= Positive-definite function =

Bimodal function

In mathematics, a positive-definite function is, depending on the context, either of two types of function.

== Definition 1 ==
Let $\mathbb{R}$ be the set of real numbers and $\mathbb{C}$ be the set of complex numbers.

A function $f: \mathbb{R} \to \mathbb{C}$ is called positive semi-definite if for all real numbers x_{1}, …, x_{n} the n × n matrix

$A = \left(a_{ij}\right)_{i,j=1}^n~, \quad a_{ij} = f(x_i - x_j)$

is a positive semi-definite matrix.

By definition, a positive semi-definite matrix, such as $A$, is Hermitian; therefore f(−x) is the complex conjugate of f(x)).

In particular, it is necessary (but not sufficient) that

$f(0) \geq 0~, \quad |f(x)| \leq f(0)$

(these inequalities follow from the condition for n = 1, 2.)

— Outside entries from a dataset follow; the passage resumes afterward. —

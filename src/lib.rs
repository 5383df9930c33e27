pub mod client;
pub mod config;
pub mod errors;
pub mod gateway;
pub mod net;
pub mod protocol;
pub mod tls;

pub use config::{Allowlist, Config};
pub use gateway::{Admission, Gateway, GatewaySettings};
use clap::{Parser, Subcommand};
use std::{net::SocketAddr, path::PathBuf, time::Duration};

use super::types::{ClientConfig, GatewayConfig, LogLevel, Mode};
use crate::gateway::DEFAULT_CAPACITY;

// -----------------------------------------------------------------------------
// ----- Args ------------------------------------------------------------------

#[derive(Parser, Debug)]
#[command(name = "backhaul", version, about = "Reverse TCP tunnel")]
pub(super) struct Args {
    // Not required via CLI or ENV (defaults to info).
    #[arg(long = "log", global = true, env = "BACKHAUL_LOG", default_value = "info")]
    pub(super) log_level: LogLevel,

    #[command(subcommand)]
    command: Command,
}

#[derive(Subcommand, Debug)]
enum Command {
    /// Public side: accept target clients and broker them to the relay.
    Gateway(GatewayArgs),
    /// Private side: hold the control channel and dial back on every signal.
    Client(ClientArgs),
}

#[derive(clap::Args, Debug)]
struct GatewayArgs {
    // Public listen address for target clients.
    #[arg(long, env = "BACKHAUL_TARGET")]
    target: SocketAddr,

    // Listen address for the control channel and dial-backs.
    #[arg(long, env = "BACKHAUL_LINK")]
    link: SocketAddr,

    // Must exist; no defaults.
    #[arg(long, env = "BACKHAUL_TLS_CERT")]
    tls_cert: PathBuf,

    #[arg(long, env = "BACKHAUL_TLS_KEY")]
    tls_key: PathBuf,

    // Enables allowlist enforcement.
    #[arg(long, env = "BACKHAUL_ALLOWLIST")]
    allowlist: Option<PathBuf>,

    #[arg(long, env = "BACKHAUL_CAPACITY", default_value_t = DEFAULT_CAPACITY)]
    capacity: usize,

    #[arg(long, env = "BACKHAUL_PAIR_TIMEOUT", default_value = "30s", value_parser = humantime::parse_duration)]
    pair_timeout: Duration,

    #[arg(long, env = "BACKHAUL_HANDSHAKE_TIMEOUT", default_value = "10s", value_parser = humantime::parse_duration)]
    handshake_timeout: Duration,
}

#[derive(clap::Args, Debug)]
struct ClientArgs {
    // Gateway link address, host:port.
    #[arg(long, env = "BACKHAUL_LINK")]
    link: String,

    // Local service to expose, host:port.
    #[arg(long, env = "BACKHAUL_TARGET")]
    target: String,

    // Defaults to the host part of --link.
    #[arg(long, env = "BACKHAUL_SERVER_NAME")]
    server_name: Option<String>,

    #[arg(long, env = "BACKHAUL_CA_FILE")]
    ca_file: Option<PathBuf>,

    // Skip certificate verification on the link.
    #[arg(long, env = "BACKHAUL_INSECURE")]
    insecure: bool,

    #[arg(long, env = "BACKHAUL_HANDSHAKE_TIMEOUT", default_value = "10s", value_parser = humantime::parse_duration)]
    handshake_timeout: Duration,
}

// -----------------------------------------------------------------------------
// ----- Args: Conversion ------------------------------------------------------

impl Args {
    pub(super) fn into_mode(self) -> Mode {
        match self.command {
            Command::Gateway(g) => Mode::Gateway(GatewayConfig {
                target_addr: g.target,
                link_addr: g.link,
                tls_cert: g.tls_cert,
                tls_key: g.tls_key,
                allowlist_file: g.allowlist,
                capacity: g.capacity,
                pair_timeout: g.pair_timeout,
                handshake_timeout: g.handshake_timeout,
            }),

            Command::Client(c) => {
                let server_name = c
                    .server_name
                    .unwrap_or_else(|| host_of(&c.link).to_string());

                Mode::Client(ClientConfig {
                    link_addr: c.link,
                    target_addr: c.target,
                    server_name,
                    ca_file: c.ca_file,
                    insecure: c.insecure,
                    handshake_timeout: c.handshake_timeout,
                })
            }
        }
    }
}

// -----------------------------------------------------------------------------
// ----- Private Utils ---------------------------------------------------------

/// Host part of `host:port`, brackets stripped from IPv6 literals.
fn host_of(addr: &str) -> &str {
    let host = addr.rsplit_once(':').map_or(addr, |(host, _)| host);
    host.trim_start_matches('[').trim_end_matches(']')
}

// -----------------------------------------------------------------------------
// ----- Tests -----------------------------------------------------------------


// -----------------------------------------------------------------------------
// -----------------------------------------------------------------------------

A function is negative semi-definite if the inequality is reversed. A function is definite if the weak inequality is replaced with a strong (<, > 0).

===Examples===
If $(X, \langle \cdot, \cdot \rangle)$ is a real inner product space, then $g_y \colon X \to \mathbb{C}$, $x \mapsto \exp(i \langle y, x \rangle)$ is positive definite for every $y \in X$: for all $u \in \mathbb{C}^n$ and all $x_1, \ldots, x_n$ we have
$$u^* A^{(g_y)} u
= \sum_{j, k = 1}^{n} \overline{u_k} u_j e^{i \langle y, x_k - x_j \rangle}
= \sum_{k = 1}^{n} \overline{u_k} e^{i \langle y, x_k \rangle} \sum_{j = 1}^{n} u_j e^{- i \langle y, x_j \rangle}
= \left| \sum_{j = 1}^{n} \overline{u_j} e^{i \langle y, x_j \rangle} \right|^2
\ge 0.$$
As nonnegative linear combinations of positive definite functions are again positive definite, the cosine function is positive definite as a nonnegative linear combination of the above functions:
$\cos(x) = \frac{1}{2} ( e^{i x} + e^{- i x}) = \frac{1}{2}(g_{1} + g_{-1}).$

One can create a positive definite function $f \colon X \to \mathbb{C}$ easily from positive definite function $f \colon \R \to \mathbb C$ for any vector space $X$: choose a linear function $\phi \colon X \to \R$ and define $f^* := f \circ \phi$.
Then
$$u^* A^{(f^*)} u
= \sum_{j, k = 1}^{n} \overline{u_k} u_j f^*(x_k - x_j)
= \sum_{j, k = 1}^{n} \overline{u_k} u_j f(\phi(x_k) - \phi(x_j))
= u^* \tilde{A}^{(f)} u
\ge 0,$$
where $\tilde{A}^{(f)} = \big( f(\phi(x_i) - \phi(x_j)) = f(\tilde{x}_i - \tilde{x}_j) \big)_{i, j}$ where $\tilde{x}_k := \phi(x_k)$ are distinct as $\phi$ is linear.

===Bochner's theorem===

Positive-definiteness arises naturally in the theory of the Fourier transform; it can be seen directly that to be positive-definite it is sufficient for f to be the Fourier transform of a function g on the real line with g(y) ≥ 0.

The converse result is Bochner's theorem, stating that any continuous positive-definite function on the real line is the Fourier transform of a (positive) measure.

====Applications====

In statistics, and especially Bayesian statistics, the theorem is usually applied to real functions. Typically, n scalar measurements of some scalar value at points in $R^d$ are taken and points that are mutually close are required to have measurements that are highly correlated. In practice, one must be careful to ensure that the resulting covariance matrix (an n × n matrix) is always positive-definite. One strategy is to define a correlation matrix A which is then multiplied by a scalar to give a covariance matrix: this must be positive-definite. Bochner's theorem states that if the correlation between two points is dependent only upon the distance between them (via function f), then function f must be positive-definite to ensure the covariance matrix A is positive-definite. See Kriging.

In this context, Fourier terminology is not normally used and instead it is stated that f(x) is the characteristic function of a symmetric probability density function (PDF).

===Generalization===

One can define positive-definite functions on any locally compact abelian topological group; Bochner's theorem extends to this context. Positive-definite functions on groups occur naturally in the representation theory of groups on Hilbert spaces (i.e. the theory of unitary representations).

==Definition 2==
Alternatively, a function $f : \reals^n \to \reals$ is called positive-definite on a neighborhood D of the origin if $f(0) = 0$ and $f(x) > 0$ for every non-zero $x \in D$.

Note that this definition conflicts with definition 1, given above.

In physics, the requirement that $f(0) = 0$ is sometimes dropped (see, e.g., Corney and Olsen).